Le terme de cirrhose alcoolique renvoie à la première acceptation du terme d’alcoolisme, celle de Magnus Huss, pour qui l’alcoolisme désignait l’ensemble des atteintes tissulaires liées à l’alcool. Ce sont les aliénistes français du XIXe siècle qui se sont emparé du terme en développant le concept d’un « alcoolisme psychiatrique », avec d’un côté un « alcoolisme psychiatrique aigu », qui correspondait au syndrome de sevrage, celui d’un « alcoolisme psychiatrique chronique » qui correspondait aux atteintes comportementales liées à l’alcool en particulier les atteintes aujourd’hui appelées cognitives. Ce n’est que plus tard que la notion d’alcoolisme prendra sa connotation addictologique.

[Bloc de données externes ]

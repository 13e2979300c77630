//! Shared L2 tier.
//!
//! [`SharedCache`] abstracts a networked store shared between processes
//! (redis in production, see the `redis` feature). Implementations report
//! failures as [`MimirError::CacheUnavailable`]; the
//! [`TieredCache`](super::TieredCache) absorbs them and degrades to a miss.
//!
//! Payloads written by the tiered cache carry their absolute expiry (see
//! [`encode_envelope`]), so a promotion into L1 never outlives the L2 entry.

use std::sync::Arc;
use std::sync::atomic::{AtomicBool, AtomicU64, Ordering};
use std::time::{Duration, Instant, SystemTime, UNIX_EPOCH};

use async_trait::async_trait;

use super::local::{EntryTtl, StoredEntry};
use crate::{MimirError, Result};

/// Networked key/value store used as the L2 tier.
#[async_trait]
pub trait SharedCache: Send + Sync {
    /// Backend name for logging.
    fn name(&self) -> &str;

    /// Fetch raw bytes, `None` when absent.
    async fn get(&self, key: &str) -> Result<Option<Vec<u8>>>;

    /// Store raw bytes for `ttl`.
    async fn set(&self, key: &str, value: &[u8], ttl: Duration) -> Result<()>;

    async fn delete(&self, key: &str) -> Result<()>;

    /// Delete every key starting with `prefix`, returning how many were removed.
    async fn delete_by_prefix(&self, prefix: &str) -> Result<u64>;

    /// Health check.
    async fn ping(&self) -> Result<()> {
        Ok(())
    }
}

// ============================================================================
// Envelope
// ============================================================================

const ENVELOPE_HEADER: usize = 8;

fn unix_millis(at: SystemTime) -> u64 {
    at.duration_since(UNIX_EPOCH)
        .map(|d| d.as_millis() as u64)
        .unwrap_or(0)
}

/// Prefix `payload` with its absolute expiry (unix millis, big endian).
pub fn encode_envelope(payload: &[u8], ttl: Duration) -> Vec<u8> {
    let expires_at = unix_millis(SystemTime::now()).saturating_add(ttl.as_millis() as u64);
    let mut out = Vec::with_capacity(ENVELOPE_HEADER + payload.len());
    out.extend_from_slice(&expires_at.to_be_bytes());
    out.extend_from_slice(payload);
    out
}

/// Split an envelope into its remaining lifetime and payload.
///
/// Returns `None` for malformed or already-expired envelopes.
pub fn decode_envelope(bytes: &[u8]) -> Option<(Duration, &[u8])> {
    let header: [u8; ENVELOPE_HEADER] = bytes.get(..ENVELOPE_HEADER)?.try_into().ok()?;
    let expires_at = u64::from_be_bytes(header);
    let now = unix_millis(SystemTime::now());
    if expires_at <= now {
        return None;
    }
    Some((
        Duration::from_millis(expires_at - now),
        &bytes[ENVELOPE_HEADER..],
    ))
}

// ============================================================================
// In-memory implementation
// ============================================================================

/// Default capacity of [`MemorySharedCache`].
const DEFAULT_SHARED_CAPACITY: u64 = 100_000;

/// In-process stand-in for a shared store.
///
/// Useful for single-node deployments and tests. It can simulate an outage
/// ([`set_available`](Self::set_available)) or a slow network
/// ([`with_latency`](Self::with_latency)), and counts the calls it receives.
pub struct MemorySharedCache {
    entries: moka::sync::Cache<String, StoredEntry>,
    available: AtomicBool,
    latency: Option<Duration>,
    gets: AtomicU64,
    sets: AtomicU64,
}

impl MemorySharedCache {
    pub fn new() -> Self {
        Self::with_capacity(DEFAULT_SHARED_CAPACITY)
    }

    pub fn with_capacity(capacity: u64) -> Self {
        Self {
            entries: moka::sync::Cache::builder()
                .max_capacity(capacity)
                .expire_after(EntryTtl)
                .build(),
            available: AtomicBool::new(true),
            latency: None,
            gets: AtomicU64::new(0),
            sets: AtomicU64::new(0),
        }
    }

    /// Delay every call by `latency`.
    pub fn with_latency(mut self, latency: Duration) -> Self {
        self.latency = Some(latency);
        self
    }

    /// Toggle a simulated outage. While unavailable every call fails.
    pub fn set_available(&self, available: bool) {
        self.available.store(available, Ordering::SeqCst);
    }

    /// Number of `get` calls received.
    pub fn get_count(&self) -> u64 {
        self.gets.load(Ordering::SeqCst)
    }

    /// Number of `set` calls received.
    pub fn set_count(&self) -> u64 {
        self.sets.load(Ordering::SeqCst)
    }

    /// Whether a live entry exists for `key`.
    pub fn contains(&self, key: &str) -> bool {
        self.entries
            .get(key)
            .is_some_and(|entry| !entry.is_expired(Instant::now()))
    }

    async fn enter(&self) -> Result<()> {
        if let Some(latency) = self.latency {
            tokio::time::sleep(latency).await;
        }
        if self.available.load(Ordering::SeqCst) {
            Ok(())
        } else {
            Err(MimirError::CacheUnavailable(
                "memory shared cache is offline".into(),
            ))
        }
    }
}

impl Default for MemorySharedCache {
    fn default() -> Self {
        Self::new()
    }
}

#[async_trait]
impl SharedCache for MemorySharedCache {
    fn name(&self) -> &str {
        "memory"
    }

    async fn get(&self, key: &str) -> Result<Option<Vec<u8>>> {
        self.gets.fetch_add(1, Ordering::SeqCst);
        self.enter().await?;
        Ok(self
            .entries
            .get(key)
            .filter(|entry| !entry.is_expired(Instant::now()))
            .map(|entry| entry.value.to_vec()))
    }

    async fn set(&self, key: &str, value: &[u8], ttl: Duration) -> Result<()> {
        self.sets.fetch_add(1, Ordering::SeqCst);
        self.enter().await?;
        if ttl.is_zero() {
            self.entries.invalidate(key);
        } else {
            self.entries
                .insert(key.to_owned(), StoredEntry::new(Arc::from(value), ttl));
        }
        Ok(())
    }

    async fn delete(&self, key: &str) -> Result<()> {
        self.enter().await?;
        self.entries.invalidate(key);
        Ok(())
    }

    async fn delete_by_prefix(&self, prefix: &str) -> Result<u64> {
        self.enter().await?;
        let doomed: Vec<Arc<String>> = self
            .entries
            .iter()
            .filter(|(key, _)| key.starts_with(prefix))
            .map(|(key, _)| key)
            .collect();
        for key in &doomed {
            self.entries.invalidate(key.as_str());
        }
        Ok(doomed.len() as u64)
    }

    async fn ping(&self) -> Result<()> {
        self.enter().await
    }
}

#[cfg(test)]
mod tests {
    use super::*;

    #[test]
    fn envelope_carries_remaining_ttl() {
        let bytes = encode_envelope(b"payload", Duration::from_secs(60));
        let (remaining, payload) = decode_envelope(&bytes).unwrap();
        assert_eq!(payload, b"payload");
        assert!(remaining <= Duration::from_secs(60));
        assert!(remaining > Duration::from_secs(55));
    }

    #[test]
    fn envelope_rejects_expired_and_malformed() {
        let expired = encode_envelope(b"x", Duration::ZERO);
        assert!(decode_envelope(&expired).is_none());
        assert!(decode_envelope(b"short").is_none());
    }

    #[tokio::test]
    async fn memory_cache_roundtrip_and_outage() {
        let cache = MemorySharedCache::new();
        cache
            .set("k", b"v", Duration::from_secs(60))
            .await
            .unwrap();
        assert_eq!(cache.get("k").await.unwrap(), Some(b"v".to_vec()));

        cache.set_available(false);
        assert!(matches!(
            cache.get("k").await,
            Err(MimirError::CacheUnavailable(_))
        ));

        cache.set_available(true);
        assert!(cache.contains("k"));
        assert_eq!(cache.get_count(), 2);
    }

    #[tokio::test]
    async fn memory_cache_prefix_delete() {
        let cache = MemorySharedCache::new();
        let ttl = Duration::from_secs(60);
        cache.set("search:a", b"1", ttl).await.unwrap();
        cache.set("search:b", b"2", ttl).await.unwrap();
        cache.set("embed:a", b"3", ttl).await.unwrap();

        assert_eq!(cache.delete_by_prefix("search:").await.unwrap(), 2);
        assert!(!cache.contains("search:a"));
        assert!(cache.contains("embed:a"));
    }
}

La cirrhose serait ainsi une maladie alcoolique, la fameuse « maladie alcoolique du foie ». A y regarder de plus près, pas si sûr. D’abord, il existe un grand nombre de sujets qui consomment de très fortes quantités d’alcool au point de devenir dépendant, et pourtant ne développent jamais de cirrhose. Ensuite et surtout, il existe les fameuses NASH (Non Alcoolic Steato Hepatitis) qui miment la cirrhose alcoolique mais sans alcool. Lorsque l’on interroge nos collègues hépatologues, ils nous apprennent que les NASH seraient liées à une alimentation trop grasse. Il semble surtout aujourd’hui que la frontière entre maladie alcoolique du foie et NASH ressemble plus à un continuum qu’à une démarcation nette. On retrouve souvent une part d’alcool dans les NASH, et inversement l’alimentation semble participer à l’apparition d’une cirrhose, même chez le sujet avec alcoolodépendance.
Dans cet éditorial ‘position paper’ de Alcohol & Alcoholism, après une première partie assez technique sur les modèles animaux de cirrhose, les auteurs, des toxicologues de Louisville, Kentucky, USA, exposent leurs travaux, avec une hypothèse particulièrement intéressante sur les mécanismes à l’œuvre dans la cirrhose. Ils expliquent que leurs découvertes récentes montrent que les acides gras saturés (censés être les « mauvais » acides gras issus de la viande rouge notamment) auraient un effet protecteur, alors que les acides gras polyinsaturés des poissons et des céréales (oui… oui… les fameux « bons » acides gras) auraient des effets néfastes sur le foie. Ces derniers provoqueraient de la stéatose, de l’inflammation intra-hépatique, et de la cytolyse des cellules du foie. Mais, plus intéressant encore, il semble que ce processus s’accompagne de phénomène d’inflammation digestive avec augmentation de la perméabilité intestinale et altérations majeures de la flore intestinale, en particulier une réduction des Bacteroidetes, et une augmentation des Proteobacteria and Actinobacteria. Des anomalies du même type se voient aussi au niveau des métabolites fécaux. Les auteurs estiment que la stéatose et la cirrhose sont une conséquence d’un déséquilibre microbien du tube digestif, provoqué conjointement par l’alcool et par une diète trop riche en acides gras insaturés.
Cette hypothèse devra bien sûr être confirmée par d’autres travaux et d’autres équipes, en particulier chez l’homme, et sûrement à l’aide de méthodes scientifiques diverses (mécanistiques, épidémiologiques, etc…). En tout les cas, elle apporte du grain à moudre aux hypothèses immuno-microbiotiques qui, sans mauvais jeu de mot, sont en ce moment particulièrement…florissantes.